Este tiempo como detenido, como entre paréntesis, debería ser un tiempo de reflexión. La nostalgia, al entronizar al pasado, obstruye esta reflexión: los problemas que hoy vivimos son producto de nuestra negligencia del pasado: la desigualdad, la precariedad en la salud, la malsana interdependencia entre los países en cuanto a mercancías esenciales como el alimento o los suministros médicos, ya eran problemas graves antes del COVID-19; éste sólo ha servido para ponerlos de relieve. Este tiempo suspendido debería ponernos de frente a la condición humana: siempre frágil, siempre en un tenue presente ignorante de lo que traiga el mañana, siempre conminada al cuidado de los otros.

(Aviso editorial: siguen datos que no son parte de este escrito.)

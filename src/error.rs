use crate::doc::DocumentError;

/// Caller-contract violations reported by [`crate::builder::ScopedBuilder`].
#[derive(Debug, PartialEq, Eq, thiserror::Error)]
pub enum BuilderError {
    #[error("invalid builder state: {reason}")]
    InvalidState { reason: String },
    #[error("scope underflow: end_within called with no open scope")]
    ScopeUnderflow,
}

impl BuilderError {
    pub(crate) fn invalid_state(reason: impl Into<String>) -> Self {
        BuilderError::InvalidState {
            reason: reason.into(),
        }
    }
}

impl From<DocumentError> for BuilderError {
    fn from(err: DocumentError) -> Self {
        BuilderError::invalid_state(err.to_string())
    }
}

pub type BuilderResult<T> = Result<T, BuilderError>;
//! Fluent, scope-tracking XML builder.
//!
//! [`ScopedBuilder`] keeps an insertion point while callers issue a flat
//! sequence of calls. New elements become siblings at the current level
//! unless [`ScopedBuilder::within`] was called first, in which case the
//! element created last becomes the container for what follows.
//!
//! ```text
//! b.create_node("a")?            // <a/> is the root, scope = [a]
//!  .within()
//!  .create_node("b")?            // scope = [a, a], b inside a
//!  .create_node("c")?            // c inside a, sibling of b
//!  .end_within()?;               // scope = [a]
//! ```

use crate::doc::XmlDocument;
use crate::error::{BuilderError, BuilderResult};
use crate::save::dump_document;
use crate::tree::{NodeId, Standalone, XmlDeclaration, XmlNodeType};
use libc::c_int;
use log::{debug, trace, warn};
use std::fmt::Display;

/// Where the builder stands with respect to the document prolog.
#[derive(Debug, PartialEq, Eq, Clone, Copy)]
pub enum BuildPhase {
    /// Nothing has been added yet.
    Empty,
    /// A declaration exists but no element.
    Declared,
    /// At least one element exists.
    Building,
}

/// How the next created element is placed.
#[derive(Debug, PartialEq, Eq, Clone, Copy)]
pub enum ScopeIntent {
    /// Append under the current top of the scope stack.
    Sibling,
    /// Push the current node before appending the next element.
    PendingWiden,
    /// The last creation opened a new scope level.
    Widened,
}

#[derive(Debug, Clone)]
pub struct BuilderOptions {
    /// Declaration synthesised when the first element is created without an
    /// explicit one.
    pub default_declaration: XmlDeclaration,
    /// `XML_SAVE_*` flags used by [`ScopedBuilder::render`].
    pub save_options: c_int,
}

impl Default for BuilderOptions {
    fn default() -> Self {
        BuilderOptions {
            default_declaration: XmlDeclaration::default(),
            save_options: 0,
        }
    }
}

#[derive(Debug, Clone)]
pub struct ScopedBuilder {
    doc: XmlDocument,
    options: BuilderOptions,
    phase: BuildPhase,
    intent: ScopeIntent,
    scopes: Vec<NodeId>,
    current: Option<NodeId>,
}

impl Default for ScopedBuilder {
    fn default() -> Self {
        Self::new()
    }
}

impl ScopedBuilder {
    pub fn new() -> Self {
        Self::with_options(BuilderOptions::default())
    }

    pub fn with_options(options: BuilderOptions) -> Self {
        ScopedBuilder {
            doc: XmlDocument::new(),
            options,
            phase: BuildPhase::Empty,
            intent: ScopeIntent::Sibling,
            scopes: Vec::new(),
            current: None,
        }
    }

    /// Attach an XML declaration. Only valid before any element is created
    /// and only once per document.
    pub fn declaration(
        &mut self,
        version: &str,
        encoding: &str,
        standalone: Standalone,
    ) -> BuilderResult<&mut Self> {
        match self.phase {
            BuildPhase::Empty => {}
            BuildPhase::Declared => {
                warn!(target: "xml2::builder", "declaration added twice");
                return Err(BuilderError::invalid_state(
                    "the document already has a declaration",
                ));
            }
            BuildPhase::Building => {
                warn!(target: "xml2::builder", "declaration added after content");
                return Err(BuilderError::invalid_state(
                    "a declaration must precede the first node",
                ));
            }
        }

        self.doc
            .set_declaration(XmlDeclaration::new(version, encoding, standalone));
        self.phase = BuildPhase::Declared;
        trace!(target: "xml2::builder", "declaration version={version} encoding={encoding}");
        Ok(self)
    }

    /// Like [`ScopedBuilder::declaration`], with the standalone flag given
    /// in its textual form (`"yes"`, `"no"` or `""`).
    pub fn declaration_str(
        &mut self,
        version: &str,
        encoding: &str,
        standalone: &str,
    ) -> BuilderResult<&mut Self> {
        let standalone = standalone
            .parse::<Standalone>()
            .map_err(|err| BuilderError::invalid_state(err.to_string()))?;
        self.declaration(version, encoding, standalone)
    }

    /// Declaration with version `1.0`, encoding `utf-8` and no standalone.
    pub fn declaration_default(&mut self) -> BuilderResult<&mut Self> {
        let XmlDeclaration {
            version,
            encoding,
            standalone,
        } = XmlDeclaration::default();
        self.declaration(&version, &encoding, standalone)
    }

    /// Create an element and make it the current node.
    ///
    /// The element is appended before any builder state changes, so a
    /// failure (an invalid name, or a root already attached through
    /// [`document_mut`](Self::document_mut)) leaves the builder untouched.
    pub fn create_node(&mut self, name: &str) -> BuilderResult<&mut Self> {
        let top = self.scopes.last().copied();
        let widen = top.is_some() && self.intent == ScopeIntent::PendingWiden;
        // A pending widen is only possible once a node exists.
        let parent = match top {
            None => None,
            Some(top) if widen => Some(self.current.unwrap_or(top)),
            Some(top) => Some(top),
        };

        let node = self.doc.append_element(parent, name)?;

        match parent {
            None => {
                if self.phase == BuildPhase::Empty {
                    debug!(target: "xml2::builder", "synthesising default declaration");
                    self.doc
                        .set_declaration(self.options.default_declaration.clone());
                }
                self.scopes.push(node);
                trace!(target: "xml2::builder", "root <{name}> depth=1");
            }
            Some(parent) => {
                if widen {
                    self.scopes.push(parent);
                    self.intent = ScopeIntent::Widened;
                    trace!(
                        target: "xml2::builder",
                        "widen into {parent} depth={}",
                        self.scopes.len()
                    );
                }
                trace!(target: "xml2::builder", "<{name}> under {parent}");
            }
        }

        self.phase = BuildPhase::Building;
        self.current = Some(node);
        Ok(self)
    }

    /// Make the next created element open a new scope under the current
    /// node.
    pub fn within(&mut self) -> &mut Self {
        self.intent = ScopeIntent::PendingWiden;
        self
    }

    /// Cancel a pending [`within`](Self::within), or close the innermost
    /// scope.
    ///
    /// The root scope cannot be closed: doing so, like calling this on an
    /// empty builder, fails with [`BuilderError::ScopeUnderflow`].
    pub fn end_within(&mut self) -> BuilderResult<&mut Self> {
        if self.intent == ScopeIntent::PendingWiden {
            self.intent = ScopeIntent::Sibling;
            trace!(target: "xml2::builder", "pending widen cancelled");
            return Ok(self);
        }

        if self.scopes.len() <= 1 {
            warn!(
                target: "xml2::builder",
                "end_within with depth {}",
                self.scopes.len()
            );
            return Err(BuilderError::ScopeUnderflow);
        }

        self.scopes.pop();
        self.intent = ScopeIntent::Sibling;
        trace!(target: "xml2::builder", "scope closed depth={}", self.scopes.len());
        Ok(self)
    }

    /// Disposal hook: one [`end_within`](Self::end_within).
    pub fn release_scope(&mut self) -> BuilderResult<&mut Self> {
        self.end_within()
    }

    /// Run `body` inside a new scope, closing it on every exit path.
    ///
    /// An error from `body` takes precedence over one from closing the
    /// scope.
    pub fn scoped<T, F>(&mut self, body: F) -> BuilderResult<T>
    where
        F: FnOnce(&mut Self) -> BuilderResult<T>,
    {
        self.within();
        let result = body(self);
        let closed = self.release_scope().map(|_| ());
        match result {
            Ok(value) => closed.map(|()| value),
            Err(err) => Err(err),
        }
    }

    /// Append text to the current node, as CDATA.
    pub fn set_text(&mut self, value: &str) -> BuilderResult<&mut Self> {
        self.set_text_with(value, true)
    }

    /// Append text to the current node, as a CDATA section when `use_cdata`
    /// is set and as escaped character data otherwise.
    pub fn set_text_with(&mut self, value: &str, use_cdata: bool) -> BuilderResult<&mut Self> {
        let current = self.require_current("set_text")?;
        let node_type = if use_cdata {
            XmlNodeType::CdataSectionNode
        } else {
            XmlNodeType::TextNode
        };
        self.doc.append_text(current, value, node_type)?;
        Ok(self)
    }

    /// Set (or overwrite) an attribute on the current node. The value is
    /// stored in its `Display` form.
    pub fn set_attribute<V: Display>(&mut self, name: &str, value: V) -> BuilderResult<&mut Self> {
        let current = self.require_current("set_attribute")?;
        self.doc.set_attribute(current, name, &value.to_string())?;
        Ok(self)
    }

    fn require_current(&self, operation: &str) -> BuilderResult<NodeId> {
        self.current.ok_or_else(|| {
            warn!(target: "xml2::builder", "{operation} before any node");
            BuilderError::invalid_state(format!("{operation} requires a node to be created first"))
        })
    }

    /// Serialise the document using the configured save options.
    pub fn render(&self) -> String {
        self.render_with(self.options.save_options)
    }

    pub fn render_with(&self, save_options: c_int) -> String {
        dump_document(&self.doc, save_options)
    }

    pub fn document(&self) -> &XmlDocument {
        &self.doc
    }

    pub fn document_mut(&mut self) -> &mut XmlDocument {
        &mut self.doc
    }

    pub fn into_document(self) -> XmlDocument {
        self.doc
    }

    pub fn current(&self) -> Option<NodeId> {
        self.current
    }

    /// Number of open scope frames.
    pub fn depth(&self) -> usize {
        self.scopes.len()
    }

    pub fn phase(&self) -> BuildPhase {
        self.phase
    }

    pub fn intent(&self) -> ScopeIntent {
        self.intent
    }
}
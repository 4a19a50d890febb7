// libxml2-builder/src/tree.rs

// Node records stored in the document arena: type tags, ids, attributes and
// the XML declaration.

use std::fmt;
use std::str::FromStr;

pub const DEFAULT_VERSION: &str = "1.0";
pub const DEFAULT_ENCODING: &str = "utf-8";

// Discriminants follow libxml2's xmlElementType for the kinds we produce.
#[repr(C)]
#[derive(Debug, PartialEq, Eq, Clone, Copy)]
pub enum XmlNodeType {
    ElementNode = 1,
    TextNode = 3,
    CdataSectionNode = 4,
}

/// Stable index of a node inside its owning [`crate::doc::XmlDocument`].
#[derive(Debug, PartialEq, Eq, Clone, Copy, Hash, PartialOrd, Ord)]
pub struct NodeId(pub(crate) usize);

impl fmt::Display for NodeId {
    fn fmt(&self, f: &mut fmt::Formatter<'_>) -> fmt::Result {
        write!(f, "#{}", self.0)
    }
}

#[derive(Debug, PartialEq, Eq, Clone)]
pub struct XmlAttr {
    pub name: String,
    pub value: String,
}

/// A single node. Elements use `name`, `attributes` and `children`; text and
/// CDATA nodes only carry `content`.
#[derive(Debug, PartialEq, Eq, Clone)]
pub struct XmlNode {
    pub type_: XmlNodeType,
    pub name: String,
    pub content: String,
    pub attributes: Vec<XmlAttr>,
    pub children: Vec<NodeId>,
    /// `None` when the node hangs directly off the document (or is detached).
    pub parent: Option<NodeId>,
}

impl XmlNode {
    pub(crate) fn element(name: &str) -> Self {
        XmlNode {
            type_: XmlNodeType::ElementNode,
            name: name.to_owned(),
            content: String::new(),
            attributes: Vec::new(),
            children: Vec::new(),
            parent: None,
        }
    }

    pub(crate) fn character_data(content: &str, type_: XmlNodeType) -> Self {
        XmlNode {
            type_,
            name: String::new(),
            content: content.to_owned(),
            attributes: Vec::new(),
            children: Vec::new(),
            parent: None,
        }
    }

    pub fn is_element(&self) -> bool {
        self.type_ == XmlNodeType::ElementNode
    }

    pub fn attribute(&self, name: &str) -> Option<&str> {
        self.attributes
            .iter()
            .find(|attr| attr.name == name)
            .map(|attr| attr.value.as_str())
    }
}

// NameStartChar from XML 1.0 (fifth edition), production [4].
fn is_name_start_char(c: char) -> bool {
    matches!(c,
        ':' | 'A'..='Z' | '_' | 'a'..='z'
        | '\u{C0}'..='\u{D6}'
        | '\u{D8}'..='\u{F6}'
        | '\u{F8}'..='\u{2FF}'
        | '\u{370}'..='\u{37D}'
        | '\u{37F}'..='\u{1FFF}'
        | '\u{200C}'..='\u{200D}'
        | '\u{2070}'..='\u{218F}'
        | '\u{2C00}'..='\u{2FEF}'
        | '\u{3001}'..='\u{D7FF}'
        | '\u{F900}'..='\u{FDCF}'
        | '\u{FDF0}'..='\u{FFFD}'
        | '\u{10000}'..='\u{EFFFF}')
}

// NameChar, production [4a].
fn is_name_char(c: char) -> bool {
    is_name_start_char(c)
        || matches!(c,
            '-' | '.' | '0'..='9' | '\u{B7}'
            | '\u{300}'..='\u{36F}'
            | '\u{203F}'..='\u{2040}')
}

/// Whether `name` matches the XML `Name` production.
pub fn is_valid_name(name: &str) -> bool {
    let mut chars = name.chars();
    match chars.next() {
        Some(first) if is_name_start_char(first) => chars.all(is_name_char),
        _ => false,
    }
}

/// The `standalone` pseudo-attribute of the XML declaration.
#[derive(Debug, PartialEq, Eq, Clone, Copy, Default)]
pub enum Standalone {
    Yes,
    No,
    #[default]
    Unspecified,
}

impl Standalone {
    pub fn as_str(self) -> &'static str {
        match self {
            Standalone::Yes => "yes",
            Standalone::No => "no",
            Standalone::Unspecified => "",
        }
    }

    /// libxml2's `xmlDoc.standalone` encoding: 1 yes, 0 no, -1 absent.
    pub fn as_c_int(self) -> i32 {
        match self {
            Standalone::Yes => 1,
            Standalone::No => 0,
            Standalone::Unspecified => -1,
        }
    }

    pub fn from_c_int(value: i32) -> Option<Self> {
        [Standalone::Yes, Standalone::No, Standalone::Unspecified]
            .into_iter()
            .find(|standalone| standalone.as_c_int() == value)
    }
}

#[derive(Debug, PartialEq, Eq, Clone)]
pub struct UnknownStandalone(pub String);

impl fmt::Display for UnknownStandalone {
    fn fmt(&self, f: &mut fmt::Formatter<'_>) -> fmt::Result {
        write!(f, "standalone must be \"yes\", \"no\" or empty, got {:?}", self.0)
    }
}

impl FromStr for Standalone {
    type Err = UnknownStandalone;

    fn from_str(s: &str) -> Result<Self, Self::Err> {
        match s {
            "yes" => Ok(Standalone::Yes),
            "no" => Ok(Standalone::No),
            "" => Ok(Standalone::Unspecified),
            other => Err(UnknownStandalone(other.to_owned())),
        }
    }
}

#[derive(Debug, PartialEq, Eq, Clone)]
pub struct XmlDeclaration {
    pub version: String,
    pub encoding: String,
    pub standalone: Standalone,
}

impl XmlDeclaration {
    pub fn new(version: &str, encoding: &str, standalone: Standalone) -> Self {
        XmlDeclaration {
            version: version.to_owned(),
            encoding: encoding.to_owned(),
            standalone,
        }
    }
}

impl Default for XmlDeclaration {
    fn default() -> Self {
        XmlDeclaration::new(DEFAULT_VERSION, DEFAULT_ENCODING, Standalone::Unspecified)
    }
}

Parece que el mundo no estaba preparado para detenerse, y eso en parte obedece a las lógicas del mercado. ¿Cómo habría que entender ahora el sistema económico que reina en el mundo?

Efectivamente, la actividad económica se ha disminuido considerablemente, se ha reducido a lo esencial (salud, alimentos, educación); y el mundo no se ha acabado. Esto muestra que el decrecimiento es posible, que podemos reducir el ritmo de vida, el ritmo de circulación de mercancías y personas, el ritmo de consumo y contaminación, sin que se lesione gravemente la sociedad. En el mundo actual, la competencia no sirve para garantizar la producción de bienes necesarios sino para decidir sobre su distribución: quien no produce, pierde el puesto y no recibe salario. Pero este orden de cosas es innecesario, hay capacidad de producción suficiente para todos, sin necesidad de que nos matemos en una carrera loca para ver a quién le toca y a quién no.

Otra lección crucial: el trabajo importante lo hacen los médicos, los maestros y los campesinos, no los corredores de bolsa ni los publicistas ni los futbolistas. Quizás en el futuro remuneremos el trabajo de forma más proporcionada con el aporte que éste hace a la sociedad.